Cela se vit bien aux Jacobins, le 19 mars 1792, quand le ministre girondin Dumouriez vint, coiffé du bonnet rouge, promettre à la société de se conduire en bon patriote. Au moment où, la tête nue et les cheveux poudrés, Robespierre se dirigeait vers la tribune pour lui répondre, un sans-culotte lui mit un bonnet rouge sur la tête. Aussitôt il arracha le bonnet sacré et le jeta dédaigneusement à terre, témoignant, par là, combien peu il était disposé à flatter bassement la multitude.
Dès le mois de juillet, il posa nettement, dans son journal et à la tribune des Jacobins, la question de la déchéance et de la convocation d'une Convention nationale. «Est-ce bien Louis XVI qui règne? écrivit-il. Non, ce sont tous les intrigants qui s'emparent de lui tour à tour. Dépouillé de la confiance publique, qui seule fait la force des rois, il n'est plus rien par lui-même.»
«… Au-dessus de toutes les intrigues et de toutes les factions, la nation ne doit consulter que les principes et ses droits. La puissance de la cour une fois abattue, la représention nationale régénérée, et surtout la nation assemblée, le salut public est assuré.»

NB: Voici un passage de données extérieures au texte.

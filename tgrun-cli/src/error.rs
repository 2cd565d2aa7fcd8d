// ============================================================================
// tgrun-cli/src/error.rs
// ============================================================================
//
// CLI ERROR HANDLING: Error types and utilities for the CLI
//
// Commands return anyhow errors; core errors keep their type underneath the
// added context so the process exit code can still be derived from them.
//
// KEY COMPONENTS:
// - CliResult: Type alias for CLI operations
// - CliErrorContext: context strings on core results
// - exit_code_for: error -> process exit code

// ---- External crate imports ----
use anyhow::anyhow;

// ---- Internal crate imports ----
use tgrun_core::CoreError;

// ---- Standard library imports ----
use std::fmt;

/// Exit code for usage errors and a tool that cannot be run at all.
pub const EXIT_USAGE: i32 = 2;

// ============================================================================
// RESULT TYPE ALIAS
// ============================================================================

pub type CliResult<T> = anyhow::Result<T>;

// ============================================================================
// ERROR CONVERSION UTILITIES
// ============================================================================

/// Extension trait for adding context to errors in the CLI.
pub trait CliErrorContext<T> {
    /// Add context to an error.
    fn cli_context<C>(self, context: C) -> CliResult<T>
    where
        C: fmt::Display;

    /// Add context using a closure (for lazy evaluation).
    fn cli_with_context<C, F>(self, f: F) -> CliResult<T>
    where
        C: fmt::Display,
        F: FnOnce() -> C;
}

impl<T, E> CliErrorContext<T> for Result<T, E>
where
    E: Into<CoreError>,
{
    fn cli_context<C>(self, context: C) -> CliResult<T>
    where
        C: fmt::Display,
    {
        self.map_err(|e| anyhow::Error::new(e.into()).context(context.to_string()))
    }

    fn cli_with_context<C, F>(self, f: F) -> CliResult<T>
    where
        C: fmt::Display,
        F: FnOnce() -> C,
    {
        self.map_err(|e| anyhow::Error::new(e.into()).context(f().to_string()))
    }
}

impl<T> CliErrorContext<T> for Option<T> {
    fn cli_context<C>(self, context: C) -> CliResult<T>
    where
        C: fmt::Display,
    {
        self.ok_or_else(|| anyhow!(context.to_string()))
    }

    fn cli_with_context<C, F>(self, f: F) -> CliResult<T>
    where
        C: fmt::Display,
        F: FnOnce() -> C,
    {
        self.ok_or_else(|| anyhow!(f().to_string()))
    }
}

/// Maps an error to the process exit code: [`EXIT_USAGE`] when the request
/// itself cannot be honoured, 1 for everything else.
pub fn exit_code_for(err: &anyhow::Error) -> i32 {
    match err.downcast_ref::<CoreError>() {
        Some(
            CoreError::ToolUnavailable(_)
            | CoreError::InvalidArguments(_)
            | CoreError::InputNotFound(_)
            | CoreError::Config(_)
            | CoreError::AlreadyRunning,
        ) => EXIT_USAGE,
        _ => 1,
    }
}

Le 10 août, le peuple fit violemment ce que Robespierre aurait voulu voir exécuter par la puissance législative. Il le félicita de son heureuse initiative et complimenta l'Assemblée d'avoir enfin effacé, au bruit du canon qui détruisait la vieille monarchie, l'injurieuse distinction établie, malgré lui, par la Constituante entre les citoyens actifs et les citoyens non actifs.

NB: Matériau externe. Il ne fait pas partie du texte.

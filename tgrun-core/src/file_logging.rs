// ============================================================================
// tgrun-core/src/file_logging.rs
// ============================================================================
//
// FILE LOGGING: Persisting a session's log records
//
// `tgrun --log-file` sends every record to a file instead of the console.
// Tool output is logged at trace level under the `tgrun::output` target, so a
// file at trace level doubles as a transcript of the run.

// ---- External crate imports ----
use anyhow::{Context, Result};
use log::LevelFilter;
use log4rs::{
    append::file::FileAppender,
    config::{Appender, Config, Root},
    encode::pattern::PatternEncoder,
};

// ---- Standard library imports ----
use std::path::{Path, PathBuf};

const LOG_PATTERN: &str = "{d(%Y-%m-%d %H:%M:%S)} [{l}] {m}{n}";
const APPENDER: &str = "session_file";

/// Installs the global logger, appending records at `log_level` and above
/// to `log_file`. Missing parent directories are created.
///
/// Fails if a global logger is already installed.
pub fn setup_file_logging(log_file: &Path, log_level: LevelFilter) -> Result<()> {
    if let Some(parent) = log_file.parent() {
        std::fs::create_dir_all(parent)
            .with_context(|| format!("Cannot create log directory {}", parent.display()))?;
    }

    let appender = FileAppender::builder()
        .encoder(Box::new(PatternEncoder::new(LOG_PATTERN)))
        .build(log_file)
        .with_context(|| format!("Cannot open log file {}", log_file.display()))?;

    let config = Config::builder()
        .appender(Appender::builder().build(APPENDER, Box::new(appender)))
        .build(Root::builder().appender(APPENDER).build(log_level))?;
    log4rs::init_config(config)?;

    log::debug!("Logging to {}", log_file.display());
    Ok(())
}

/// `<dir>/tgrun_<YYYYmmdd_HHMMSS>.log`
pub fn default_log_path(dir: &Path) -> PathBuf {
    let stamp = chrono::Local::now().format("%Y%m%d_%H%M%S");
    dir.join(format!("tgrun_{stamp}.log"))
}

Dans la soirée même, sa section, celle de la place Vendôme, le nomma membre du nouveau conseil général de la commune. Élu président du tribunal institué pour juger les conspirateurs, il donna immédiatement sa démission en disant qu'il ne pouvait être juge de ceux qu'il avait dénoncés, et qui, «s'ils étaient les ennemis de la patrie, s'étaient aussi déclarés les siens».[3]

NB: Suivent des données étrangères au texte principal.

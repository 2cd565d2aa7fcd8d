//! Implementation of the `convert` and `spoof` subcommands.
//!
//! Both build the tool's argument list, start one supervised run and render
//! it until the tool exits. The returned value is the tool's exit code.

use crate::cli::{ConvertCommand, GlobalArgs, SpoofCommand};
use crate::commands::build_config;
use crate::error::{CliErrorContext, CliResult};
use crate::progress::{ConsoleReporter, JsonReporter};

use tgrun_core::tool_args::{ConvertArgs, Operation, SpoofArgs};
use tgrun_core::{Dispatcher, ModuleRegistry, ProgressEstimator, ToolRunner};

use log::{info, warn};

pub fn run_convert(
    global: &GlobalArgs,
    cmd: &ConvertCommand,
    registry: ModuleRegistry,
) -> CliResult<i32> {
    let mut args = ConvertArgs::new(&cmd.input);
    if let Some(output) = &cmd.output {
        args = args.output(output);
    }
    let args = args
        .extra(&cmd.extra)
        .cli_context("Could not parse --extra")?;
    args.validate().cli_context("Cannot convert")?;

    let args = args.to_args().cli_context("Cannot convert")?;
    run_tool(global, Operation::Convert, args, registry)
}

pub fn run_spoof(global: &GlobalArgs, cmd: &SpoofCommand, registry: ModuleRegistry) -> CliResult<i32> {
    let args = SpoofArgs::new(&cmd.input, &cmd.output)
        .extra(&cmd.extra)
        .cli_context("Could not parse --extra")?;
    args.validate().cli_context("Cannot spoof")?;

    let args = args.to_args().cli_context("Cannot spoof")?;
    run_tool(global, Operation::Spoof, args, registry)
}

/// Starts the tool with `args` and blocks until it exits.
pub fn run_tool(
    global: &GlobalArgs,
    operation: Operation,
    args: Vec<String>,
    registry: ModuleRegistry,
) -> CliResult<i32> {
    let config = build_config(global)?;
    let runner = ToolRunner::new(config, registry).cli_context("Invalid configuration")?;

    if operation == Operation::Convert && !runner.resolver().has_ffmpeg() {
        warn!("ffmpeg was not found; tgradish convert will likely fail");
    }

    let (dispatcher, sender) = Dispatcher::new();
    let (on_line, on_exit) = sender.callbacks();
    drop(sender);
    let plan = runner
        .start(args, on_line, on_exit)
        .cli_with_context(|| format!("Cannot start tgradish {operation}"))?;
    info!("Running {operation} ({:?} mode)", plan.mode());

    let estimator = ProgressEstimator::for_operation(operation);
    let outcome = if global.json {
        dispatcher.run_until_exit(&mut JsonReporter::new(estimator))
    } else {
        dispatcher.run_until_exit(&mut ConsoleReporter::new(estimator))
    }
    .cli_context("Lost contact with the running tool")?;

    info!("tgradish {operation} finished with exit code {}", outcome.exit_code);
    Ok(outcome.exit_code)
}
//! Discovery of helper binaries bundled next to the running executable.
//!
//! Packaged builds ship ffmpeg alongside the binary instead of relying on the
//! system `PATH`. This module only locates such a directory; making it
//! visible to the child is done through [`crate::config::CoreConfig::extra_search_dirs`].

use std::path::{Path, PathBuf};

/// Finds the directory holding a bundled copy of `tool`.
///
/// For each base directory, in order, the candidates are `<base>/<tool>`,
/// `<base>/<tool>_bin` and `<base>` itself. The first candidate containing a
/// file named `<tool>` or `<tool>.exe` wins.
///
/// # Examples
///
/// ```rust,no_run
/// use tgrun_core::discovery::find_bundled_tool_dir;
/// use std::path::PathBuf;
///
/// let base = PathBuf::from("/opt/tgrun");
/// if let Some(dir) = find_bundled_tool_dir(&[base], "ffmpeg") {
///     println!("Bundled ffmpeg in {}", dir.display());
/// }
/// ```
pub fn find_bundled_tool_dir(base_dirs: &[PathBuf], tool: &str) -> Option<PathBuf> {
    base_dirs
        .iter()
        .flat_map(|base| {
            [
                base.join(tool),
                base.join(format!("{tool}_bin")),
                base.clone(),
            ]
        })
        .find(|candidate| contains_tool(candidate, tool))
}

fn contains_tool(dir: &Path, tool: &str) -> bool {
    [tool.to_string(), format!("{tool}.exe")]
        .iter()
        .any(|name| dir.join(name).is_file())
}

/// Base directories searched for bundled helpers: the directory of the
/// running executable.
pub fn default_bundle_dirs() -> Vec<PathBuf> {
    std::env::current_exe()
        .ok()
        .and_then(|exe| exe.parent().map(Path::to_path_buf))
        .into_iter()
        .collect()
}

[Note 3: Lettre insérée dans le Moniteur du 28 août 1792.]
Nommé également membre de l'assemblée électorale chargée de choisir les députés à la Convention nationale, Il prit peu de part aux délibérations de la Commune. Le bruit des affreux massacres de septembre vint tardivement le frapper au milieu de ses fonctions d'électeur. A cette nouvelle, il se rendit au conseil général où, avec Deltroy et Manuel, il reçut la mission d'aller protéger la prison du Temple qui fut, en effet, épargnée par les assassins.[4]
[Note 4: Procès-verbaux du conseil général de la commune de Paris. Archives de la ville, v. 22, carton 0.70.]
Jusqu'ici, rien de sanglant n'apparaît ni dans ses actes ni dans ses paroles. Maintenant, jusqu'où doit aller, devant l'histoire, sa part de responsabilité dans les mesures sévères, terribles que, pour sauver la Révolution et la patrie, la Convention allait bientôt prendre ou ratifier? C'est ce dont le lecteur jugera d'après ce récit, écrit d'après les seules sources officielles, authentiques et originales.